Instructions for the task:
Below are several records. Retype exactly those lines running from the one with "statement next to" through the one with "pub use value::Value;", end lines included, and no others.

[Data to process]

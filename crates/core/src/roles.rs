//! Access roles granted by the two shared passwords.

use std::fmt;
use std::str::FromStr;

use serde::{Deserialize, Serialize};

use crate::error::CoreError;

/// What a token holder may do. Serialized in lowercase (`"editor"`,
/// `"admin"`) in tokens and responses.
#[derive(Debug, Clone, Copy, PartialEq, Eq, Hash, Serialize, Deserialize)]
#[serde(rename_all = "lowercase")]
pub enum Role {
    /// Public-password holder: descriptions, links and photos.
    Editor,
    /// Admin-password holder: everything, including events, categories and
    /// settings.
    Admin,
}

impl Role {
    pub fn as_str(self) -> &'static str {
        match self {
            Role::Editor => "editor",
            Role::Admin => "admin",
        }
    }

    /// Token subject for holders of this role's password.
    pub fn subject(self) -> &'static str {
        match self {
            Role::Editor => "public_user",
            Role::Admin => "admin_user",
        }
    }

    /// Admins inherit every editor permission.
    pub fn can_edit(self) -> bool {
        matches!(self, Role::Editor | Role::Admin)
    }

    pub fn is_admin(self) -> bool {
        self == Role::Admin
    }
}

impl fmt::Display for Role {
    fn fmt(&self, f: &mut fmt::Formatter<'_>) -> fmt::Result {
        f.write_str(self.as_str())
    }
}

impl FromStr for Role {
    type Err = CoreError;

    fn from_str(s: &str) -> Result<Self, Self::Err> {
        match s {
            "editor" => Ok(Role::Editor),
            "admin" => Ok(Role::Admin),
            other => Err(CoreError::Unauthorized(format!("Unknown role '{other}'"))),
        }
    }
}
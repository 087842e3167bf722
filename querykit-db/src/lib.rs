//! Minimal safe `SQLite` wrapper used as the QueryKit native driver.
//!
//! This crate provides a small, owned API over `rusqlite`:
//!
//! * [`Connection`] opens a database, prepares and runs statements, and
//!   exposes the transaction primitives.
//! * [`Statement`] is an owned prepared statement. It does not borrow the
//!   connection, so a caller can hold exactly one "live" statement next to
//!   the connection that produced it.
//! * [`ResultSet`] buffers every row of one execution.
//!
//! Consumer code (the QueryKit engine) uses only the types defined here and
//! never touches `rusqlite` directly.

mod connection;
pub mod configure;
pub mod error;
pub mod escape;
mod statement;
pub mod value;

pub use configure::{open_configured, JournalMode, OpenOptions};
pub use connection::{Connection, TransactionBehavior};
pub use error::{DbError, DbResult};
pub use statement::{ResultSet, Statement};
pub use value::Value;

[/Data to process]
[Data to process]

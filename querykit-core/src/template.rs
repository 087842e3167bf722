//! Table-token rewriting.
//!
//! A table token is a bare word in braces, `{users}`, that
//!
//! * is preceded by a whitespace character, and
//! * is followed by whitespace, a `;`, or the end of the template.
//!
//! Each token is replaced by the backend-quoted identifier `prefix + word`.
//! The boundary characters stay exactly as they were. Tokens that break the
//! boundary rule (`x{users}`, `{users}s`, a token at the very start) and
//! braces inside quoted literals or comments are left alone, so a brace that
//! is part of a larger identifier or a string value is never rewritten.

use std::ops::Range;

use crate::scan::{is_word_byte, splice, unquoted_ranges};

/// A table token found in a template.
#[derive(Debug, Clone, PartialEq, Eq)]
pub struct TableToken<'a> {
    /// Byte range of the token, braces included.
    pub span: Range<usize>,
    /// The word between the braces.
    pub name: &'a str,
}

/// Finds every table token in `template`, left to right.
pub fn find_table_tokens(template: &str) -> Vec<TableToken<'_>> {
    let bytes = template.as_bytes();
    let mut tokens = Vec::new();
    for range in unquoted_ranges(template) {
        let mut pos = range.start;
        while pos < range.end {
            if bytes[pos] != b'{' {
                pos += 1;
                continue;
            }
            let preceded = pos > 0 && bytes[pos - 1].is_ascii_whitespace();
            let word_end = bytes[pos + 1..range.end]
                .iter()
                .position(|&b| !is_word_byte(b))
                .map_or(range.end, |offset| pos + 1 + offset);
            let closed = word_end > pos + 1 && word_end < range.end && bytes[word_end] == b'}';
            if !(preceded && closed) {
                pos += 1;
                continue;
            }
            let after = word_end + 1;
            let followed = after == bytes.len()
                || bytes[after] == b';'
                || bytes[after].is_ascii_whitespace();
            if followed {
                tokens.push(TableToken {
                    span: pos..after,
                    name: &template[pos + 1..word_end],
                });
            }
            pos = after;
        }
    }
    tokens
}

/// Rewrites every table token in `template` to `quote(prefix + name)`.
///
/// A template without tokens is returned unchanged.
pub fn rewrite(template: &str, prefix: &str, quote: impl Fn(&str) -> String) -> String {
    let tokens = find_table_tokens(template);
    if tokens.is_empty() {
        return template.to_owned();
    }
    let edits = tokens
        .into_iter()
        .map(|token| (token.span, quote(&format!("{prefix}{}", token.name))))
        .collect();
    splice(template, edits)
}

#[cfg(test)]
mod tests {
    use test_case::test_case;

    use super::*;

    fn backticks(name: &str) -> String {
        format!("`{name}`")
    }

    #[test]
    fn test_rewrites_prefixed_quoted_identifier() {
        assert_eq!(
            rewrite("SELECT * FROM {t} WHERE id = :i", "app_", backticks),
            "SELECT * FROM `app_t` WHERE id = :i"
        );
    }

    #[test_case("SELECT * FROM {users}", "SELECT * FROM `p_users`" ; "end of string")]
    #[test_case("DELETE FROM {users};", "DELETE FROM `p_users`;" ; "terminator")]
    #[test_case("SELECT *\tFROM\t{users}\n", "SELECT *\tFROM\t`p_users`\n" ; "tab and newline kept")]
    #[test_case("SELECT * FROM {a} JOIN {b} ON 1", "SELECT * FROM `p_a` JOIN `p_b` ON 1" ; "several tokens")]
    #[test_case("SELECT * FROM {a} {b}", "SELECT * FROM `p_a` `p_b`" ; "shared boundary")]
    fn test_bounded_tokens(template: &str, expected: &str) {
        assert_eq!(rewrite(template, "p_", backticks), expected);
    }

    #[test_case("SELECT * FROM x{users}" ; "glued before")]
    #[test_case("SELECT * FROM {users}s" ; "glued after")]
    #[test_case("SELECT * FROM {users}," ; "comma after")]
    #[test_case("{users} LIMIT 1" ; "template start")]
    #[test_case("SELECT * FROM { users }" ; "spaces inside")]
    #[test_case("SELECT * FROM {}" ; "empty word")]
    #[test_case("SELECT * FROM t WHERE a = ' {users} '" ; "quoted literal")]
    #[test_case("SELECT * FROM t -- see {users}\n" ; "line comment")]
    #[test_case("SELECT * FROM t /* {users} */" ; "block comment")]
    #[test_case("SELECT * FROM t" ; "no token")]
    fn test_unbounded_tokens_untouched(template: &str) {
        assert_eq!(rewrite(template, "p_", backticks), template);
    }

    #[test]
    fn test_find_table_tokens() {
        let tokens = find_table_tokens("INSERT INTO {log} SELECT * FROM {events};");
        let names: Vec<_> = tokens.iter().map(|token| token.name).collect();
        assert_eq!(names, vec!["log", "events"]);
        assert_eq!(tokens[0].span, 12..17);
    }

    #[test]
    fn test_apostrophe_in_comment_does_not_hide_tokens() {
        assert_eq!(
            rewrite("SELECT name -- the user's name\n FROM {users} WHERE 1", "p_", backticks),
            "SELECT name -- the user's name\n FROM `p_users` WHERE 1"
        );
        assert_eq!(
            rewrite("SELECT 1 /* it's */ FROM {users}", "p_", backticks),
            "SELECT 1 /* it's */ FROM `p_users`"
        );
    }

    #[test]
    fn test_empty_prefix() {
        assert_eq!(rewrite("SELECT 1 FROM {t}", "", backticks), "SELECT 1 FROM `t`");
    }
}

[/Data to process]
[Data to process]

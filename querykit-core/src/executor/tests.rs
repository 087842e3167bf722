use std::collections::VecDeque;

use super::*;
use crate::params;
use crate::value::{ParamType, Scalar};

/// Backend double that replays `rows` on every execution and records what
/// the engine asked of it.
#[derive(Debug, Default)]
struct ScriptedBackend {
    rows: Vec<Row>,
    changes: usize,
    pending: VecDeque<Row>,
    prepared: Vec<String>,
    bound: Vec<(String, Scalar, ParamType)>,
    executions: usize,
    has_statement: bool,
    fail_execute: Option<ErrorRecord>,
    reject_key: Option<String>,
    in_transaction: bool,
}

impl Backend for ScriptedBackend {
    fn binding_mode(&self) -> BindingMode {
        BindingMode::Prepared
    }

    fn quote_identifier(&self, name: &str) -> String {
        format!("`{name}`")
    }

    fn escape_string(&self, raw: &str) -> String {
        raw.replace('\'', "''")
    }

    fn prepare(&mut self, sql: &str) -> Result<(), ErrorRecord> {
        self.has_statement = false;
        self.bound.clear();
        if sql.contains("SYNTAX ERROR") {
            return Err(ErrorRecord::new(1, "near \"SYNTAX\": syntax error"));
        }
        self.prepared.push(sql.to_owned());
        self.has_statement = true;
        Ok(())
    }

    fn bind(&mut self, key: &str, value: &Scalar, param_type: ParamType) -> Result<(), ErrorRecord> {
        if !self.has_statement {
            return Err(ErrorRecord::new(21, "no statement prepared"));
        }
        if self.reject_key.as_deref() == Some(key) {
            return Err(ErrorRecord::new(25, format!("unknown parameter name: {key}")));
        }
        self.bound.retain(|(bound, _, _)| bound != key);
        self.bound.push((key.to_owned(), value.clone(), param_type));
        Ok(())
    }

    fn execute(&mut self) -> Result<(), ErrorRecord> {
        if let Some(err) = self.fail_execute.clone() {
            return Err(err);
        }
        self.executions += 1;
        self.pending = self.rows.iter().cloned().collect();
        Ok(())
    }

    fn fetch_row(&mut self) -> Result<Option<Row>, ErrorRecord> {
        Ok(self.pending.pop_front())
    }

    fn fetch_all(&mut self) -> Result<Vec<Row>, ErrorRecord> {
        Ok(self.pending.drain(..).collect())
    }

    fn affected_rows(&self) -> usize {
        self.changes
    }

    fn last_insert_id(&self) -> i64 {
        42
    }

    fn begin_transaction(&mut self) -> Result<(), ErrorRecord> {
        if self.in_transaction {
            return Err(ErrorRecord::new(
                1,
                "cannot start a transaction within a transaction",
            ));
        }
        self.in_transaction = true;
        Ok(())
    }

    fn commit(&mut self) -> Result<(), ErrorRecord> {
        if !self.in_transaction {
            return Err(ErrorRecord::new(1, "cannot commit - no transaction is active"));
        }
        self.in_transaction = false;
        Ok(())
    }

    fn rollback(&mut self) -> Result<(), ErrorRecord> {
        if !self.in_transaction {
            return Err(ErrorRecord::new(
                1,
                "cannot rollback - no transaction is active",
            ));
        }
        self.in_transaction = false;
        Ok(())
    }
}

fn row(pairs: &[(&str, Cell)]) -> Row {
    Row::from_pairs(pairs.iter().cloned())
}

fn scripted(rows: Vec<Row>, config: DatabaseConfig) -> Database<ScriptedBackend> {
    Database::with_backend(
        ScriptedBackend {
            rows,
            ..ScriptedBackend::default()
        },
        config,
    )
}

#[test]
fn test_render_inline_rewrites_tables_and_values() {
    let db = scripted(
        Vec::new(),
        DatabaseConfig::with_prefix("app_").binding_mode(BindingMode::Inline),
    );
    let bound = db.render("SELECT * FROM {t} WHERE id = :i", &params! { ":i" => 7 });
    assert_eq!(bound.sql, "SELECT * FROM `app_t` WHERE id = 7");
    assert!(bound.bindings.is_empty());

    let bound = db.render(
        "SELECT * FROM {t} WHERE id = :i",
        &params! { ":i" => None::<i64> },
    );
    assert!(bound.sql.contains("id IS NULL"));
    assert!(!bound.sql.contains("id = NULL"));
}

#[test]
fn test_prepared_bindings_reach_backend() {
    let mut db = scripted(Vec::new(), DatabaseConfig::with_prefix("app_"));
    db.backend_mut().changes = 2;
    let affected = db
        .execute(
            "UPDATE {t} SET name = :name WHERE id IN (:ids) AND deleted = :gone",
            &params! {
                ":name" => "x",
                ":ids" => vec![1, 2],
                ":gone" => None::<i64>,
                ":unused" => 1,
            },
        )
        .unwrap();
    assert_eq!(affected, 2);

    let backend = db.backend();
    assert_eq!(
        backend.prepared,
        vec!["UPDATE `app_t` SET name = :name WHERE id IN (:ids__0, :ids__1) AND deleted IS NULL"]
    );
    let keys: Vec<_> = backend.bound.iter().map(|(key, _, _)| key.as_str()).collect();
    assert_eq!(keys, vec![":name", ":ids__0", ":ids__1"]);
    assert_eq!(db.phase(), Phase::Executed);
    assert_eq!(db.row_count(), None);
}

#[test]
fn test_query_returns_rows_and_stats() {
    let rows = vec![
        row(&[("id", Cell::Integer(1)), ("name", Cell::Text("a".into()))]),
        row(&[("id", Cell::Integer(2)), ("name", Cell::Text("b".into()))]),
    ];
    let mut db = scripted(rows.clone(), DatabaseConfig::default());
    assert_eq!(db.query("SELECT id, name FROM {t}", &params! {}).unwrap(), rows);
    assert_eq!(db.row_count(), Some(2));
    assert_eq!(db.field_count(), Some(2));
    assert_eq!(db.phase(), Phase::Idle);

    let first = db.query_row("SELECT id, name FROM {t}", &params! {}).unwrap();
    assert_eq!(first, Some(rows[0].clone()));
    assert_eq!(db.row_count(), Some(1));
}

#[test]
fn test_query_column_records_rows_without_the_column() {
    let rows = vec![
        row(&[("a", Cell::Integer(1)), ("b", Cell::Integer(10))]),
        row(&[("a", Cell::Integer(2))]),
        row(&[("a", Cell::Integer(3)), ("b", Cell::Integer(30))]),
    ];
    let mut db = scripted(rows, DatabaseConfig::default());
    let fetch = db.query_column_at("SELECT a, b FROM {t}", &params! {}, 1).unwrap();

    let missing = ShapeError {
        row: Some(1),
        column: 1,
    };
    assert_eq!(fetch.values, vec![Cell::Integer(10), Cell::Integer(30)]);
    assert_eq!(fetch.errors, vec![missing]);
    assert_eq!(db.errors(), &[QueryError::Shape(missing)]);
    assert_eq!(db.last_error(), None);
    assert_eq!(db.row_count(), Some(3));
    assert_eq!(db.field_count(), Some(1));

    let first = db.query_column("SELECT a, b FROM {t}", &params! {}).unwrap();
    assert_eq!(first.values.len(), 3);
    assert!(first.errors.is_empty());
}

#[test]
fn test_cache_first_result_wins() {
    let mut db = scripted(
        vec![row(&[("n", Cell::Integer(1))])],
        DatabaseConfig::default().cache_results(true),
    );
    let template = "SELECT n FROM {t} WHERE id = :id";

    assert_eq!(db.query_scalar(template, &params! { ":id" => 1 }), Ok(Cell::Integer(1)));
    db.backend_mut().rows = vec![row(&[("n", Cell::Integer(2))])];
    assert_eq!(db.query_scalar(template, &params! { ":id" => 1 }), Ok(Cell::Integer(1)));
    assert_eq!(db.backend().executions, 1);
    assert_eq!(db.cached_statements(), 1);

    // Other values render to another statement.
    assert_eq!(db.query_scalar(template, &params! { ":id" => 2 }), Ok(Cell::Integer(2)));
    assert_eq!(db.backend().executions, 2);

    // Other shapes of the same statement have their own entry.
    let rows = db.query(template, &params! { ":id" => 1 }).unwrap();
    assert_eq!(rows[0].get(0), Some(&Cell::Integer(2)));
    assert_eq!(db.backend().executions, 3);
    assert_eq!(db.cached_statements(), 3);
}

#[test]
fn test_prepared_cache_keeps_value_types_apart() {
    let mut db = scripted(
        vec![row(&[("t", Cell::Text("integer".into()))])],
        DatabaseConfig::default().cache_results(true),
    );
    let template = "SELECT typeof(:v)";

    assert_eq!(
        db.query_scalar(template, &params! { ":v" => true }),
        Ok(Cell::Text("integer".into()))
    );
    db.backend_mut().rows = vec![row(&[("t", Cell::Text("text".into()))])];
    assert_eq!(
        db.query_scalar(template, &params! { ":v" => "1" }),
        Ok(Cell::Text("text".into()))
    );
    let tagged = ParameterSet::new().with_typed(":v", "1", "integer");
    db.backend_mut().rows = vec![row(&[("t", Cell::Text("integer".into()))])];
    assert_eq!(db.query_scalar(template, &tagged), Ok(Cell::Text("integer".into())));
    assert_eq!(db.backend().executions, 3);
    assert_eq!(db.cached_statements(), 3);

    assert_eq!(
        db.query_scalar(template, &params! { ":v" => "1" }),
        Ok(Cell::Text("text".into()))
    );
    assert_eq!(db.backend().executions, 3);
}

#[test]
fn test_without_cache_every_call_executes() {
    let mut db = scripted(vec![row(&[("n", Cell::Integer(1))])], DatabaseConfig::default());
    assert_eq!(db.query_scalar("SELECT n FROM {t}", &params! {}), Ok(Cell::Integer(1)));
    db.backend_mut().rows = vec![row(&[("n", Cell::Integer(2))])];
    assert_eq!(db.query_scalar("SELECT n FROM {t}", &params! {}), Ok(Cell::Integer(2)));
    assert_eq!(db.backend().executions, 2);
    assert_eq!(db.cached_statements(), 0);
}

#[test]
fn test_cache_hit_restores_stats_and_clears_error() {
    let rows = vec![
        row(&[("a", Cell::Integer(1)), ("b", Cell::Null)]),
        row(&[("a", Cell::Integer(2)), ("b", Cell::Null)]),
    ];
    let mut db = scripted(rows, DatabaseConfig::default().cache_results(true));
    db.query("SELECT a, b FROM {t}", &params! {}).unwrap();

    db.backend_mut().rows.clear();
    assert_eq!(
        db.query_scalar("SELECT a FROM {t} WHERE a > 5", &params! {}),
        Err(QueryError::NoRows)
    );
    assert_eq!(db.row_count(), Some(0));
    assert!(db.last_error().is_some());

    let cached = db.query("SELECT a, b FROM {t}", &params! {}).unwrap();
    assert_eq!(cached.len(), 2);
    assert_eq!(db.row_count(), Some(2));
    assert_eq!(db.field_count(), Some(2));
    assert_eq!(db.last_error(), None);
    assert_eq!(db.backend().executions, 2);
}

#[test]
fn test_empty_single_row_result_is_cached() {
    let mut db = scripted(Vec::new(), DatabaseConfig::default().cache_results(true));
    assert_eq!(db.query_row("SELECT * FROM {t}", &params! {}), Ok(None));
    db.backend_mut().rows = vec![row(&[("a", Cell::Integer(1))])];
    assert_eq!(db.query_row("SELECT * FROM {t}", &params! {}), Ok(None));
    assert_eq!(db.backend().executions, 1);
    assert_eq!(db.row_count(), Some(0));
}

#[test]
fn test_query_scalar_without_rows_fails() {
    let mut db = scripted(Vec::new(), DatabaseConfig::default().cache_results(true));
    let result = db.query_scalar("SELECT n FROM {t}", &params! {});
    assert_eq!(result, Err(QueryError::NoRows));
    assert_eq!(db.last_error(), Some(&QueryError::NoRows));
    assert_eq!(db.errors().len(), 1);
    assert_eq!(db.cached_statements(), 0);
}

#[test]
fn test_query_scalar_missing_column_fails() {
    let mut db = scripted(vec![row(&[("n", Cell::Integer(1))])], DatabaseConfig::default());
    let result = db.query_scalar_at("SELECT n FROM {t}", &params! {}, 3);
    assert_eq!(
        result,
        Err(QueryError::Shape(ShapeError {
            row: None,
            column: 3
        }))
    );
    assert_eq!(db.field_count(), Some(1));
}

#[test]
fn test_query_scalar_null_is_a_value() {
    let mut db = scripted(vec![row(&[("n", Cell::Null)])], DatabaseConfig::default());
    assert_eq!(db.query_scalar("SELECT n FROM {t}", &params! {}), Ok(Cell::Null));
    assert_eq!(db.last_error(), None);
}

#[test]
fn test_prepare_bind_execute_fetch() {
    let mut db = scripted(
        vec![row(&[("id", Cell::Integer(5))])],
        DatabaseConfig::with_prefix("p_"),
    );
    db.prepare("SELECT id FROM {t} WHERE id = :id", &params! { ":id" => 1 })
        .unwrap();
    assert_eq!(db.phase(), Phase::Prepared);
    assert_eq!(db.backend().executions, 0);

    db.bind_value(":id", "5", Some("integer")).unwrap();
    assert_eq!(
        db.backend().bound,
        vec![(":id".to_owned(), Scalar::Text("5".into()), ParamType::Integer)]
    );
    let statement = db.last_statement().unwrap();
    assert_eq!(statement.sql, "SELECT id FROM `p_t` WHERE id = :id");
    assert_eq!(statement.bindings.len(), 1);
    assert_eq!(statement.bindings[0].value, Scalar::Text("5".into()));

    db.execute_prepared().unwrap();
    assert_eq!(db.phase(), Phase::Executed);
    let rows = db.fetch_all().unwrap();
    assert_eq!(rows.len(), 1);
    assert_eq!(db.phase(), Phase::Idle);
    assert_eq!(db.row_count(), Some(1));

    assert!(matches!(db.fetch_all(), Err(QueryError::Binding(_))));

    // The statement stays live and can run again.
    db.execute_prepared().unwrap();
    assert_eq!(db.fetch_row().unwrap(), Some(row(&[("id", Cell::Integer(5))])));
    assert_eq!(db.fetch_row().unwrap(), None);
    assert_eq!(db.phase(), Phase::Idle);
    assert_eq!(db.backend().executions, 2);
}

[/Data to process]

Answer for this exercise:
//!   connection, so a caller can hold exactly one "live" statement next to
//!   the connection that produced it.
//! * [`ResultSet`] buffers every row of one execution.
//!
//! Consumer code (the QueryKit engine) uses only the types defined here and
//! never touches `rusqlite` directly.

mod connection;
pub mod configure;
pub mod error;
pub mod escape;
mod statement;
pub mod value;

pub use configure::{open_configured, JournalMode, OpenOptions};
pub use connection::{Connection, TransactionBehavior};
pub use error::{DbError, DbResult};
pub use statement::{ResultSet, Statement};
pub use value::Value;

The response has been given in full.